Collecting and Fixing Tissues

Histopathology Tissue Submission Collecting and Fixing Tissues

Collecting and Fixing Tissues

Tissue collection
Collect tissues using sharp scissors or scalpel blades and mouse-tooth forceps. Handle tissues gently. Grasp and cut samples at the edges, so the areas of interest aren't damaged. At right is a section of mouse spleen damaged by rough handling. Many of the cells are distorted beyond recognition.

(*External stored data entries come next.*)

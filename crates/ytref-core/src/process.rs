//! Process-execution seam used by every stage that shells out.
//!
//! Stages describe what to run as an [`Invocation`]; a [`ProcessRunner`] executes it. The
//! production runner is [`SystemRunner`] on top of `tokio::process`; tests swap in a scripted
//! runner so no external binary is needed.

use std::{
    path::{Path, PathBuf},
    process::Stdio,
    time::Duration,
};

use async_trait::async_trait;
use tokio::process::Command;
use tracing::debug;

use crate::error::{ExtractError, Stage, truncate_diagnostic};

/// One external command: program, argument list, working directory and hard ceiling.
#[derive(Debug, Clone)]
pub struct Invocation {
    pub program: String,
    pub args: Vec<String>,
    pub cwd: Option<PathBuf>,
    pub timeout: Duration,
}

impl Invocation {
    pub fn new(program: &str, timeout: Duration) -> Self {
        Self {
            program: program.to_string(),
            args: Vec::new(),
            cwd: None,
            timeout,
        }
    }

    pub fn arg(mut self, arg: impl AsRef<std::ffi::OsStr>) -> Self {
        self.args.push(arg.as_ref().to_string_lossy().into_owned());
        self
    }

    pub fn args<I, S>(mut self, args: I) -> Self
    where
        I: IntoIterator<Item = S>,
        S: AsRef<std::ffi::OsStr>,
    {
        for a in args {
            self.args.push(a.as_ref().to_string_lossy().into_owned());
        }
        self
    }

    pub fn current_dir(mut self, dir: &Path) -> Self {
        self.cwd = Some(dir.to_path_buf());
        self
    }
}

/// Captured result of a process that ran to completion.
#[derive(Debug, Clone, Default)]
pub struct ProcessOutput {
    /// `None` when the process was terminated by a signal.
    pub exit_code: Option<i32>,
    pub stdout: String,
    pub stderr: String,
}

impl ProcessOutput {
    pub fn success(&self) -> bool {
        self.exit_code == Some(0)
    }
}

#[derive(Debug, thiserror::Error)]
pub enum ProcessError {
    #[error("{program} not found")]
    NotFound { program: String },

    #[error("{program} timed out after {}s", .after.as_secs())]
    TimedOut { program: String, after: Duration },

    #[error("{program}: {source}")]
    Io {
        program: String,
        #[source]
        source: std::io::Error,
    },
}

impl ProcessError {
    /// Attribute a runner failure to a pipeline stage.
    pub fn into_stage_error(self, stage: Stage) -> ExtractError {
        match self {
            ProcessError::NotFound { program } => ExtractError::ToolMissing {
                hint: install_hint(&program).to_string(),
                tool: program,
            },
            ProcessError::TimedOut { program, after } => ExtractError::Timeout {
                stage,
                tool: program,
                seconds: after.as_secs(),
            },
            ProcessError::Io { program, source } => ExtractError::ExternalToolFailure {
                stage,
                tool: program,
                code: None,
                diagnostic: truncate_diagnostic(&source.to_string()),
            },
        }
    }
}

/// Build the stage error for a process that exited unsuccessfully.
pub fn failure(stage: Stage, program: &str, output: &ProcessOutput) -> ExtractError {
    let raw = if output.stderr.trim().is_empty() {
        &output.stdout
    } else {
        &output.stderr
    };
    ExtractError::ExternalToolFailure {
        stage,
        tool: program.to_string(),
        code: output.exit_code,
        diagnostic: truncate_diagnostic(raw),
    }
}

pub fn install_hint(program: &str) -> &'static str {
    match program {
        "yt-dlp" => "Install with: pip install yt-dlp",
        "ffmpeg" => "Install with: apt install ffmpeg (or: brew install ffmpeg)",
        "tesseract" => "Install with: apt install tesseract-ocr (or: brew install tesseract)",
        "python3" => "Install Python 3 and run: pip install easyocr",
        _ => "Install it and make sure it is on PATH.",
    }
}

#[async_trait]
pub trait ProcessRunner: Send + Sync {
    /// Run to completion, capturing stdout and stderr.
    async fn run(&self, invocation: &Invocation) -> Result<ProcessOutput, ProcessError>;

    /// Whether `program` can be launched at all.
    async fn is_available(&self, program: &str) -> bool;
}

/// Runs commands on the host through `tokio::process`.
#[derive(Debug, Clone, Copy, Default)]
pub struct SystemRunner;

#[async_trait]
impl ProcessRunner for SystemRunner {
    async fn run(&self, invocation: &Invocation) -> Result<ProcessOutput, ProcessError> {
        let mut cmd = Command::new(&invocation.program);
        cmd.args(&invocation.args)
            .stdin(Stdio::null())
            .stdout(Stdio::piped())
            .stderr(Stdio::piped())
            .kill_on_drop(true);
        if let Some(dir) = &invocation.cwd {
            cmd.current_dir(dir);
        }

        debug!(program = %invocation.program, args = ?invocation.args, "spawning");

        let child = cmd.spawn().map_err(|e| spawn_error(&invocation.program, e))?;

        // Dropping the future on timeout drops the child, which kills it.
        let output = tokio::time::timeout(invocation.timeout, child.wait_with_output())
            .await
            .map_err(|_| ProcessError::TimedOut {
                program: invocation.program.clone(),
                after: invocation.timeout,
            })?
            .map_err(|source| ProcessError::Io {
                program: invocation.program.clone(),
                source,
            })?;

        Ok(ProcessOutput {
            exit_code: output.status.code(),
            stdout: String::from_utf8_lossy(&output.stdout).into_owned(),
            stderr: String::from_utf8_lossy(&output.stderr).into_owned(),
        })
    }

    async fn is_available(&self, program: &str) -> bool {
        let probe = Command::new("which")
            .arg(program)
            .stdout(Stdio::null())
            .stderr(Stdio::null())
            .status()
            .await;
        match probe {
            Ok(status) => status.success(),
            // No `which` on this host: fall back to launching the tool itself.
            Err(_) => Command::new(program)
                .arg("--version")
                .stdout(Stdio::null())
                .stderr(Stdio::null())
                .status()
                .await
                .is_ok(),
        }
    }
}

fn spawn_error(program: &str, e: std::io::Error) -> ProcessError {
    if e.kind() == std::io::ErrorKind::NotFound {
        ProcessError::NotFound {
            program: program.to_string(),
        }
    } else {
        ProcessError::Io {
            program: program.to_string(),
            source: e,
        }
    }
}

There are many fixatives and many considerations in their use.  For routine paraffin processing and most stains, neutral buffered 10% formalin is a good choice. In general, mouse tissues should be fixed in formalin for 24 to 48 hours, but can be left much longer. Our standard fixative for rodent tissues is 75% ethanol-10% formalin. The ethanol speeds fixation and stiffens tissues such as lung for easier trimming. Bouin's is good for mouse embryos and fetuses, but is not as forgiving, and the tissues must be adequately rinsed after fixing to remove the picric acid. Fixatives can be purchased from vendors of scientific supplies. Contact us if you're not sure what fixation protocol to use.

Use plenty of fixative!

In general, the ratio of fixative to tissue (vol:vol) should be 15:1 to 20:1. Dense (skin, bone) and bloody (liver, spleen) tissues are hardest to fix. If the amount of fixative is inadequate, or the sample is too large or too thick, the interior of the specimens won't be properly fixed. Inadequate fixation is one of the most common problems we encounter.

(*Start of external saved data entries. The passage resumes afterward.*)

use tracing::{debug, warn};

use crate::{
    config::{ExtractConfig, OcrEngineKind},
    error::{ExtractError, Result},
    process::{Invocation, ProcessRunner, install_hint},
    recognize::{EASYOCR, IMPORT_PROBE, TESSERACT},
};

pub const YT_DLP: &str = "yt-dlp";
pub const FFMPEG: &str = "ffmpeg";
pub const PYTHON: &str = "python3";

/// What this host can do, probed once before the pipeline starts.
#[derive(Debug, Clone, Copy, PartialEq, Eq, Default)]
pub struct Capabilities {
    pub yt_dlp: bool,
    pub ffmpeg: bool,
    pub tesseract: bool,
    pub easyocr: bool,
    /// Palette extraction compiled in.
    pub palette: bool,
}

impl Capabilities {
    pub async fn probe(runner: &dyn ProcessRunner) -> Self {
        let easyocr = runner.is_available(PYTHON).await && probe_easyocr(runner).await;
        let caps = Self {
            yt_dlp: runner.is_available(YT_DLP).await,
            ffmpeg: runner.is_available(FFMPEG).await,
            tesseract: runner.is_available(TESSERACT).await,
            easyocr,
            palette: cfg!(feature = "palette"),
        };
        debug!(?caps, "capabilities probed");
        caps
    }

    pub fn has_engine(&self, engine: OcrEngineKind) -> bool {
        match engine {
            OcrEngineKind::Tesseract => self.tesseract,
            OcrEngineKind::EasyOcr => self.easyocr,
        }
    }

    /// Fail when a tool the configured run cannot do without is absent.
    pub fn check_required(&self, config: &ExtractConfig) -> Result<()> {
        if !self.yt_dlp {
            return Err(missing(YT_DLP));
        }
        if !config.transcript_only && !self.ffmpeg {
            return Err(missing(FFMPEG));
        }
        Ok(())
    }

    /// Engine that will run, if any.
    ///
    /// An engine the caller asked for by name must be present. A defaulted engine that is
    /// absent only disables recognition for this run.
    pub fn resolve_engine(&self, config: &ExtractConfig) -> Result<Option<OcrEngineKind>> {
        if !config.ocr || config.transcript_only {
            return Ok(None);
        }
        let engine = config.ocr_engine;
        if self.has_engine(engine) {
            return Ok(Some(engine));
        }
        if config.ocr_engine_explicit {
            return Err(missing_engine(engine));
        }
        warn!(
            engine = engine.name(),
            "OCR engine not available; skipping text recognition"
        );
        Ok(None)
    }
}

async fn probe_easyocr(runner: &dyn ProcessRunner) -> bool {
    let inv = Invocation::new(PYTHON, std::time::Duration::from_secs(60)).args(["-c", IMPORT_PROBE]);
    matches!(runner.run(&inv).await, Ok(out) if out.success())
}

fn missing(tool: &str) -> ExtractError {
    ExtractError::ToolMissing {
        tool: tool.to_string(),
        hint: install_hint(tool).to_string(),
    }
}

fn missing_engine(engine: OcrEngineKind) -> ExtractError {
    match engine {
        OcrEngineKind::Tesseract => missing(TESSERACT),
        OcrEngineKind::EasyOcr => ExtractError::ToolMissing {
            tool: EASYOCR.to_string(),
            hint: install_hint(PYTHON).to_string(),
        },
    }
}
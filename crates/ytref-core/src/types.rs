use serde::{Deserialize, Serialize};

/// Facts about the source video, as reported by yt-dlp.
#[derive(Debug, Clone, Default, PartialEq, Serialize, Deserialize)]
pub struct VideoMetadata {
    pub title: String,
    pub channel: String,
    pub duration_seconds: f64,
    pub description: String,
    /// Sorted by `start_time`.
    pub chapters: Vec<Chapter>,
    pub tags: Vec<String>,
    pub webpage_url: String,
}

#[derive(Debug, Clone, PartialEq, Serialize, Deserialize)]
pub struct Chapter {
    pub start_time: f64,
    pub title: String,
}

/// One timed caption unit.
#[derive(Debug, Clone, PartialEq, Serialize, Deserialize)]
pub struct TranscriptEntry {
    pub text: String,
    pub start: f64,
    pub duration: f64,
}

/// Consecutive caption units coalesced into one time window.
#[derive(Debug, Clone, PartialEq, Serialize, Deserialize)]
pub struct TranscriptChunk {
    pub start: f64,
    pub text: String,
}
use std::{fmt, sync::LazyLock};

use regex::Regex;

use crate::error::{ExtractError, Result};

static URL_PATTERNS: LazyLock<[Regex; 3]> = LazyLock::new(|| {
    [
        Regex::new(r"(?:v=|/v/|youtu\.be/)([a-zA-Z0-9_-]{11})").expect("valid regex"),
        Regex::new(r"(?:embed/)([a-zA-Z0-9_-]{11})").expect("valid regex"),
        Regex::new(r"(?:shorts/)([a-zA-Z0-9_-]{11})").expect("valid regex"),
    ]
});

static BARE_ID: LazyLock<Regex> =
    LazyLock::new(|| Regex::new(r"^[a-zA-Z0-9_-]{11}$").expect("valid regex"));

/// 11-character YouTube video id.
#[derive(Debug, Clone, PartialEq, Eq, Hash)]
pub struct VideoId(String);

impl VideoId {
    pub fn as_str(&self) -> &str {
        &self.0
    }
}

impl fmt::Display for VideoId {
    fn fmt(&self, f: &mut fmt::Formatter<'_>) -> fmt::Result {
        f.write_str(&self.0)
    }
}

/// What the user pointed us at: the raw locator handed to yt-dlp plus its parsed id.
#[derive(Debug, Clone, PartialEq, Eq)]
pub struct SourceLocator {
    pub raw: String,
    pub video_id: VideoId,
}

impl SourceLocator {
    /// Accepts watch/short/embed/youtu.be URLs or a bare id.
    pub fn parse(input: &str) -> Result<Self> {
        let raw = input.trim();
        for pattern in URL_PATTERNS.iter() {
            if let Some(caps) = pattern.captures(raw) {
                return Ok(Self {
                    raw: raw.to_string(),
                    video_id: VideoId(caps[1].to_string()),
                });
            }
        }
        if BARE_ID.is_match(raw) {
            return Ok(Self {
                raw: raw.to_string(),
                video_id: VideoId(raw.to_string()),
            });
        }
        Err(ExtractError::InvalidInput {
            input: input.to_string(),
        })
    }
}
use std::{
    path::{Path, PathBuf},
    time::Duration,
};

use tracing::info;

use crate::{
    error::{ExtractError, Result, Stage},
    process::{Invocation, ProcessRunner, failure},
    source::SourceLocator,
    workdir::find_video_in_dir,
};

const TOOL: &str = "yt-dlp";

/// yt-dlp format selector: best stream at or under `max_height`, else best available.
pub fn format_selector(max_height: u32) -> String {
    format!(
        "bestvideo[height<={h}]+bestaudio/best[height<={h}]/best",
        h = max_height
    )
}

/// Download a video into `work_dir` as `video.<ext>` using yt-dlp
pub async fn download_video(
    runner: &dyn ProcessRunner,
    locator: &SourceLocator,
    work_dir: &Path,
    max_height: u32,
    timeout: Duration,
) -> Result<PathBuf> {
    let output_template = work_dir.join("video.%(ext)s");
    let inv = Invocation::new(TOOL, timeout)
        .arg("-f")
        .arg(format_selector(max_height))
        .args(["--merge-output-format", "mp4", "-o"])
        .arg(&output_template)
        .arg("--no-playlist")
        .arg(&locator.raw)
        .current_dir(work_dir);

    info!(max_height, "downloading video");
    let output = runner
        .run(&inv)
        .await
        .map_err(|e| e.into_stage_error(Stage::Acquisition))?;

    if !output.success() {
        return Err(failure(Stage::Acquisition, TOOL, &output));
    }

    find_video_in_dir(work_dir).ok_or_else(|| ExtractError::ArtifactNotFound {
        stage: Stage::Acquisition,
        tool: TOOL.to_string(),
        dir: work_dir.to_path_buf(),
        pattern: "video.{mp4,mkv,webm}".to_string(),
    })
}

Fresh tissues tend to stick together and to the bottom of the container, which inhibits fixation. Thus, it's a good habit to swirl the containers a time or two to separate the tissues from each other and from the container bottom. If there is a lot of blood in the fixative after tissue collection, replace it with fresh fixative.

Tissues must be placed in fixative promptly to prevent autolysis. Refrigerating the fixative and specimen containers slows autolysis. Sometimes additional procedures are needed. For example, lungs might need to be infused with fixative to approximate the normal state of inflation, and intestines may need to be injected with fixative or opened for optimal fixation. At right is a section of mouse large intestine in which the mucosal morphology is lost due to autolysis.